#### EXERCISE PROMPT
The answer consists solely of the data below, reproduced exactly.

· · · · · · ·

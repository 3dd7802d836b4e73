//! Type aliases for domain concepts.
//!
//! Provides semantic type aliases to make function signatures more descriptive.

use std::collections::BTreeMap;

/// Local identity of an applied resource.
pub type ResourceId = String;

/// Manifest/state address of a resource (e.g., `secret.db-password`).
pub type Address = String;

/// User-facing tags on a control plane object.
pub type Tags = BTreeMap<String, String>;
//! Best-effort cart reconciliation after a successful claim.

use lootpool_store::{Store, TenantFilter};
use tracing::{info, warn};

/// Mark the winner's matching pending-delivery entries as delivered.
///
/// Runs after the claim has already been authorized; by contract nothing here
/// may undo that, so every failure is logged and swallowed. Entries are
/// matched by `(winner, reward_reference)` value with no tenant constraint:
/// cart rows are denormalized convenience records and may predate
/// partitioning.
pub async fn resolve_cart_entries(store: &dyn Store, winner: &str, reward_reference: &str) {
    match store
        .resolve_pending_deliveries(winner, reward_reference, TenantFilter::Any)
        .await
    {
        Ok(0) => {}
        Ok(resolved) => {
            info!(winner, reward_reference, resolved, "marked cart entries delivered");
        }
        Err(err) => {
            warn!(
                winner,
                reward_reference,
                ?err,
                "cart reconciliation failed; claim authorization is unaffected"
            );
        }
    }
}
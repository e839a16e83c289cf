use super::*;
use proptest::prelude::*;

fn pool(descriptor: &str, kind: Option<RewardKind>) -> Pool {
    Pool {
        id: 1,
        tenant_id: None,
        name: "Test Pool".to_string(),
        recorded_winner: Some("alice".to_string()),
        reward_descriptor: descriptor.to_string(),
        reward_kind: kind,
        settled: true,
    }
}

#[test]
fn test_classify_length_boundaries() {
    assert_eq!(RewardKind::classify(&"a".repeat(31)), RewardKind::Media);
    assert_eq!(
        RewardKind::classify(&"a".repeat(32)),
        RewardKind::NonFungible
    );
    assert_eq!(
        RewardKind::classify(&"a".repeat(44)),
        RewardKind::NonFungible
    );
    assert_eq!(RewardKind::classify(&"a".repeat(45)), RewardKind::Media);
}

#[test]
fn test_classify_rejects_paths_and_urls() {
    // Length alone is in range for all of these.
    assert_eq!(
        RewardKind::classify("https://cdn.example.com/prize.png"),
        RewardKind::Media
    );
    assert_eq!(
        RewardKind::classify(&format!("{}.png", "a".repeat(30))),
        RewardKind::Media
    );
    assert_eq!(
        RewardKind::classify(&format!("images/{}", "a".repeat(28))),
        RewardKind::Media
    );
}

#[test]
fn test_classify_accepts_ledger_address() {
    // 38 characters, no '.' or '/'.
    let mint = "3N2pzHkLq9vTwXbRf4mYd7GcJsE5uAnB8QhVxZ";
    assert_eq!(mint.len(), 38);
    assert_eq!(RewardKind::classify(mint), RewardKind::NonFungible);
}

#[test]
fn test_effective_reward_kind_prefers_explicit_tag() {
    // A descriptor the heuristic would call an address, tagged Media.
    let tagged = pool(&"a".repeat(40), Some(RewardKind::Media));
    assert_eq!(tagged.effective_reward_kind(), RewardKind::Media);

    // Legacy row without a tag falls back to the heuristic.
    let legacy = pool(&"a".repeat(40), None);
    assert_eq!(legacy.effective_reward_kind(), RewardKind::NonFungible);
}

#[test]
fn test_win_invariants() {
    let win = WinRecord {
        id: 7,
        pool_id: 1,
        tenant_id: None,
        winner: "alice".to_string(),
        kind: WinKind::FinalSettlement,
        claimed: false,
        claimed_at: None,
        transfer_reference: None,
    };
    win.validate_invariants().expect("valid invariants");

    let mut claimed_without_ts = win.clone();
    claimed_without_ts.claimed = true;
    assert_eq!(
        claimed_without_ts.validate_invariants(),
        Err(WinInvariantError::ClaimedWithoutTimestamp { id: 7 })
    );

    let mut ts_without_claim = win.clone();
    ts_without_claim.claimed_at = Some(1);
    assert_eq!(
        ts_without_claim.validate_invariants(),
        Err(WinInvariantError::TimestampWithoutClaim { id: 7 })
    );

    let mut empty_winner = win;
    empty_winner.winner.clear();
    assert_eq!(
        empty_winner.validate_invariants(),
        Err(WinInvariantError::EmptyWinner { id: 7 })
    );
}

#[test]
fn test_win_record_json_roundtrip() {
    let win = WinRecord {
        id: 42,
        pool_id: 9,
        tenant_id: Some(3),
        winner: "alice".to_string(),
        kind: WinKind::FinalSettlement,
        claimed: true,
        claimed_at: Some(1_700_000_000),
        transfer_reference: Some("sig-abc".to_string()),
    };
    let encoded = serde_json::to_string(&win).unwrap();
    let decoded: WinRecord = serde_json::from_str(&encoded).unwrap();
    assert_eq!(win, decoded);
}

proptest! {
    /// Any descriptor containing '.' or '/' is Media regardless of length,
    /// and NonFungible classifications always sit inside the length window.
    #[test]
    fn prop_classifier_boundary(descriptor in "[ -~]{0,64}") {
        let kind = RewardKind::classify(&descriptor);
        if descriptor.contains('.') || descriptor.contains('/') {
            prop_assert_eq!(kind, RewardKind::Media);
        }
        if kind == RewardKind::NonFungible {
            prop_assert!(descriptor.len() >= MIN_ASSET_ADDRESS_LENGTH);
            prop_assert!(descriptor.len() <= MAX_ASSET_ADDRESS_LENGTH);
        }
    }
}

· · · · · · ·

#### EXPECTED ANSWER
repository 3dd7802d836b4e73
//! Type aliases for domain concepts.
//!
//! Provides semantic type aliases to make function signatures more descriptive.

use std::collections::BTreeMap;

/// Local identity of an applied resource.
pub type ResourceId = String;

/// Manifest/state address of a resource (e.g., `secret.db-password`).
pub type Address = String;

/// User-facing tags on a control plane object.
pub type Tags = BTreeMap<String, String>;
//! Best-effort cart reconciliation after a successful claim.

use lootpool_store::{Store, TenantFilter};
use tracing::{info, warn};

/// Mark the winner's matching pending-delivery entries as delivered.
///
/// Runs after the claim has already been authorized; by contract nothing here
/// may undo that, so every failure is logged and swallowed. Entries are
/// matched by `(winner, reward_reference)` value with no tenant constraint:
/// cart rows are denormalized convenience records and may predate
/// partitioning.
pub async fn resolve_cart_entries(store: &dyn Store, winner: &str, reward_reference: &str) {
    match store
        .resolve_pending_deliveries(winner, reward_reference, TenantFilter::Any)
        .await
    {
        Ok(0) => {}
        Ok(resolved) => {
            info!(winner, reward_reference, resolved, "marked cart entries delivered");
        }
        Err(err) => {
            warn!(
                winner,
                reward_reference,
                ?err,
                "cart reconciliation failed; claim authorization is unaffected"
            );
        }
    }
}
repository e839a16e83c289cf
use super::*;
use proptest::prelude::*;

fn pool(descriptor: &str, kind: Option<RewardKind>) -> Pool {
    Pool {
        id: 1,
        tenant_id: None,
        name: "Test Pool".to_string(),
        recorded_winner: Some("alice".to_string()),
        reward_descriptor: descriptor.to_string(),
        reward_kind: kind,
        settled: true,
    }
}

#[test]
fn test_classify_length_boundaries() {
    assert_eq!(RewardKind::classify(&"a".repeat(31)), RewardKind::Media);
    assert_eq!(
        RewardKind::classify(&"a".repeat(32)),
        RewardKind::NonFungible
    );
    assert_eq!(
        RewardKind::classify(&"a".repeat(44)),
        RewardKind::NonFungible
    );
    assert_eq!(RewardKind::classify(&"a".repeat(45)), RewardKind::Media);
}

#[test]
fn test_classify_rejects_paths_and_urls() {
    // Length alone is in range for all of these.
    assert_eq!(
        RewardKind::classify("https://cdn.example.com/prize.png"),
        RewardKind::Media
    );
    assert_eq!(
        RewardKind::classify(&format!("{}.png", "a".repeat(30))),
        RewardKind::Media
    );
    assert_eq!(
        RewardKind::classify(&format!("images/{}", "a".repeat(28))),
        RewardKind::Media
    );
}

#[test]
fn test_classify_accepts_ledger_address() {
    // 38 characters, no '.' or '/'.
    let mint = "3N2pzHkLq9vTwXbRf4mYd7GcJsE5uAnB8QhVxZ";
    assert_eq!(mint.len(), 38);
    assert_eq!(RewardKind::classify(mint), RewardKind::NonFungible);
}

#[test]
fn test_effective_reward_kind_prefers_explicit_tag() {
    // A descriptor the heuristic would call an address, tagged Media.
    let tagged = pool(&"a".repeat(40), Some(RewardKind::Media));
    assert_eq!(tagged.effective_reward_kind(), RewardKind::Media);

    // Legacy row without a tag falls back to the heuristic.
    let legacy = pool(&"a".repeat(40), None);
    assert_eq!(legacy.effective_reward_kind(), RewardKind::NonFungible);
}

#[test]
fn test_win_invariants() {
    let win = WinRecord {
        id: 7,
        pool_id: 1,
        tenant_id: None,
        winner: "alice".to_string(),
        kind: WinKind::FinalSettlement,
        claimed: false,
        claimed_at: None,
        transfer_reference: None,
    };
    win.validate_invariants().expect("valid invariants");

    let mut claimed_without_ts = win.clone();
    claimed_without_ts.claimed = true;
    assert_eq!(
        claimed_without_ts.validate_invariants(),
        Err(WinInvariantError::ClaimedWithoutTimestamp { id: 7 })
    );

    let mut ts_without_claim = win.clone();
    ts_without_claim.claimed_at = Some(1);
    assert_eq!(
        ts_without_claim.validate_invariants(),
        Err(WinInvariantError::TimestampWithoutClaim { id: 7 })
    );

    let mut empty_winner = win;
    empty_winner.winner.clear();
    assert_eq!(
        empty_winner.validate_invariants(),
        Err(WinInvariantError::EmptyWinner { id: 7 })
    );
}

#[test]
fn test_win_record_json_roundtrip() {
    let win = WinRecord {
        id: 42,
        pool_id: 9,
        tenant_id: Some(3),
        winner: "alice".to_string(),
        kind: WinKind::FinalSettlement,
        claimed: true,
        claimed_at: Some(1_700_000_000),
        transfer_reference: Some("sig-abc".to_string()),
    };
    let encoded = serde_json::to_string(&win).unwrap();
    let decoded: WinRecord = serde_json::from_str(&encoded).unwrap();
    assert_eq!(win, decoded);
}

proptest! {
    /// Any descriptor containing '.' or '/' is Media regardless of length,
    /// and NonFungible classifications always sit inside the length window.
    #[test]
    fn prop_classifier_boundary(descriptor in "[ -~]{0,64}") {
        let kind = RewardKind::classify(&descriptor);
        if descriptor.contains('.') || descriptor.contains('/') {
            prop_assert_eq!(kind, RewardKind::Media);
        }
        if kind == RewardKind::NonFungible {
            prop_assert!(descriptor.len() >= MIN_ASSET_ADDRESS_LENGTH);
            prop_assert!(descriptor.len() <= MAX_ASSET_ADDRESS_LENGTH);
        }
    }
}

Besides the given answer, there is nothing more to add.